Search the material for the word "rand" and copy every line in which it occurs.
★ ★ ★ ★ ★ ★ ★
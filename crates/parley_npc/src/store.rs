//! The NPC map, ownership index and id counter behind one lock.

use crate::NpcIdSource;
use crate::placement::spawn_offset;
use parking_lot::Mutex;
use parley_config::EffectiveConfig;
use parley_core::{ChatTurn, NpcContext, NpcId, NpcRecord, Personality, PlayerId, Position};
use parley_error::{StoreError, StoreErrorKind, StoreResult};
use parley_interface::{EngineBoundary, NPC_ENTITY_TAG};
use rand::seq::SliceRandom;
use std::collections::{HashMap, VecDeque};
use std::sync::Arc;
use tracing::{debug, info, instrument, warn};

#[derive(Debug, Default)]
struct Population {
    npcs: HashMap<NpcId, NpcRecord>,
    by_player: HashMap<PlayerId, Vec<NpcId>>,
    closed: bool,
}

/// Tracks every NPC this extension has spawned.
///
/// All bookkeeping sits behind a single mutex that is never held across an
/// engine call. Engine side effects (spawn, greeting, despawn) happen after
/// that lock is released, under a second lock that only orders them: the
/// engine never sees a despawn before the matching spawn.
///
/// [`despawn_all`](Self::despawn_all) closes the store; later creations fail
/// with [`StoreErrorKind::Closed`].
pub struct NpcStore {
    config: Arc<EffectiveConfig>,
    engine: Arc<dyn EngineBoundary>,
    personalities: Vec<Personality>,
    ids: NpcIdSource,
    population: Mutex<Population>,
    engine_order: Mutex<()>,
}

impl std::fmt::Debug for NpcStore {
    fn fmt(&self, f: &mut std::fmt::Formatter<'_>) -> std::fmt::Result {
        f.debug_struct("NpcStore")
            .field("personalities", &self.personalities)
            .field("len", &self.len())
            .finish()
    }
}

impl NpcStore {
    /// Create an empty store with its own id counter. Ids start at 1.
    pub fn new(config: Arc<EffectiveConfig>, engine: Arc<dyn EngineBoundary>) -> Self {
        Self::with_id_source(config, engine, NpcIdSource::new())
    }

    /// Create an empty store drawing ids from `ids`, which may outlive it.
    pub fn with_id_source(
        config: Arc<EffectiveConfig>,
        engine: Arc<dyn EngineBoundary>,
        ids: NpcIdSource,
    ) -> Self {
        let personalities = config.personality_pool();
        Self {
            config,
            engine,
            personalities,
            ids,
            population: Mutex::new(Population::default()),
            engine_order: Mutex::new(()),
        }
    }

    /// Create, spawn and greet an NPC for `player_id`.
    ///
    /// # Errors
    ///
    /// Returns a capacity error when the global or per-player cap is reached,
    /// or [`StoreErrorKind::Closed`] after [`despawn_all`](Self::despawn_all);
    /// nothing is spawned in either case.
    pub fn create_npc(&self, player_id: &PlayerId, player_name: &str) -> StoreResult<NpcId> {
        self.create_npc_near(player_id, player_name, None)
    }

    /// Like [`create_npc`](Self::create_npc), placing the NPC around `origin`
    /// when the caller already knows where the player stands.
    ///
    /// # Errors
    ///
    /// Same as [`create_npc`](Self::create_npc).
    #[instrument(skip(self), fields(player = %player_id))]
    pub fn create_npc_near(
        &self,
        player_id: &PlayerId,
        player_name: &str,
        origin: Option<Position>,
    ) -> StoreResult<NpcId> {
        let origin = origin
            .or_else(|| self.engine.player_position(player_id))
            .unwrap_or_default();

        let _order = self.engine_order.lock();
        let record = {
            let mut population = self.population.lock();

            if population.closed {
                debug!("Store closed; not spawning");
                return Err(StoreError::new(StoreErrorKind::Closed));
            }

            let max_total = *self.config.max_npc_count();
            if population.npcs.len() >= max_total {
                warn!(cap = max_total, "Global NPC cap reached");
                return Err(StoreError::new(StoreErrorKind::GlobalCapReached(max_total)));
            }

            let per_player = *self.config.per_player_npc_cap();
            let owned = population.by_player.get(player_id).map_or(0, Vec::len);
            if owned >= per_player {
                warn!(cap = per_player, owned, "Per-player NPC cap reached");
                return Err(StoreError::new(StoreErrorKind::PlayerCapReached {
                    player: player_id.to_string(),
                    cap: per_player,
                }));
            }

            let id = self.ids.next_id();

            let mut rng = rand::thread_rng();
            let personality = self
                .personalities
                .choose(&mut rng)
                .cloned()
                .unwrap_or_else(|| Personality::new("friendly"));
            let position = spawn_offset(&mut rng, origin, *self.config.spawn_radius());

            let record = NpcRecord::new(
                id,
                player_id.clone(),
                player_name,
                personality,
                position,
            );
            population.npcs.insert(id, record.clone());
            population
                .by_player
                .entry(player_id.clone())
                .or_default()
                .push(id);
            record
        };

        info!(
            npc = %record.id(),
            personality = %record.personality(),
            name = %record.display_name(),
            "Spawning NPC"
        );
        self.engine.spawn_entity(
            *record.id(),
            record.display_name(),
            *record.position(),
            NPC_ENTITY_TAG,
        );
        self.engine
            .emit_speech(*record.id(), &record.personality().greeting(player_name));

        Ok(*record.id())
    }

    /// Remove and despawn every NPC owned by `player_id`. Safe to call twice.
    #[instrument(skip(self), fields(player = %player_id))]
    pub fn remove_npcs_for_player(&self, player_id: &PlayerId) -> Vec<NpcId> {
        let _order = self.engine_order.lock();
        let removed = {
            let mut population = self.population.lock();
            let ids = population.by_player.remove(player_id).unwrap_or_default();
            for id in &ids {
                population.npcs.remove(id);
            }
            ids
        };

        for id in &removed {
            self.engine.despawn_entity(*id);
        }
        if !removed.is_empty() {
            info!(count = removed.len(), "Removed player's NPCs");
        }
        removed
    }

    /// Despawn and forget every NPC, then refuse further creations.
    /// Returns how many were removed.
    #[instrument(skip(self))]
    pub fn despawn_all(&self) -> usize {
        let _order = self.engine_order.lock();
        let ids: Vec<NpcId> = {
            let mut population = self.population.lock();
            population.closed = true;
            population.by_player.clear();
            population.npcs.drain().map(|(id, _)| id).collect()
        };

        for id in &ids {
            self.engine.despawn_entity(*id);
        }
        debug!(count = ids.len(), "Despawned all NPCs");
        ids.len()
    }

    /// Append a finished exchange, keeping at most `limit` turns.
    ///
    /// Returns `false` when the NPC no longer exists.
    pub fn append_turn(&self, npc_id: NpcId, turn: ChatTurn, limit: usize) -> bool {
        match self.population.lock().npcs.get_mut(&npc_id) {
            Some(record) => {
                record.push_turn(turn, limit);
                true
            }
            None => false,
        }
    }

    /// Whether `npc_id` is tracked.
    pub fn contains(&self, npc_id: NpcId) -> bool {
        self.population.lock().npcs.contains_key(&npc_id)
    }

    /// Snapshot of one NPC.
    pub fn get(&self, npc_id: NpcId) -> Option<NpcRecord> {
        self.population.lock().npcs.get(&npc_id).cloned()
    }

    /// Provider context for one NPC.
    pub fn context(&self, npc_id: NpcId) -> Option<NpcContext> {
        self.population.lock().npcs.get(&npc_id).map(NpcRecord::context)
    }

    /// Provider context and conversation, read under one lock.
    pub fn conversation(&self, npc_id: NpcId) -> Option<(NpcContext, Vec<ChatTurn>)> {
        self.population
            .lock()
            .npcs
            .get(&npc_id)
            .map(|record| (record.context(), record.history().iter().cloned().collect()))
    }

    /// Whether [`despawn_all`](Self::despawn_all) has run.
    pub fn is_closed(&self) -> bool {
        self.population.lock().closed
    }

    /// Copy of one NPC's conversation, oldest first.
    pub fn history(&self, npc_id: NpcId) -> Option<VecDeque<ChatTurn>> {
        self.population
            .lock()
            .npcs
            .get(&npc_id)
            .map(|record| record.history().clone())
    }

    /// NPCs owned by `player_id`, in creation order.
    pub fn npcs_for_player(&self, player_id: &PlayerId) -> Vec<NpcId> {
        self.population
            .lock()
            .by_player
            .get(player_id)
            .cloned()
            .unwrap_or_default()
    }

    /// All tracked NPC ids, ascending.
    pub fn ids(&self) -> Vec<NpcId> {
        let mut ids: Vec<NpcId> = self.population.lock().npcs.keys().copied().collect();
        ids.sort();
        ids
    }

    /// Number of tracked NPCs.
    pub fn len(&self) -> usize {
        self.population.lock().npcs.len()
    }

    /// Whether no NPCs are tracked.
    pub fn is_empty(&self) -> bool {
        self.len() == 0
    }
}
★ ★ ★ ★ ★ ★ ★
• [Solution to this problem]:
use rand::seq::SliceRandom;
            let mut rng = rand::thread_rng();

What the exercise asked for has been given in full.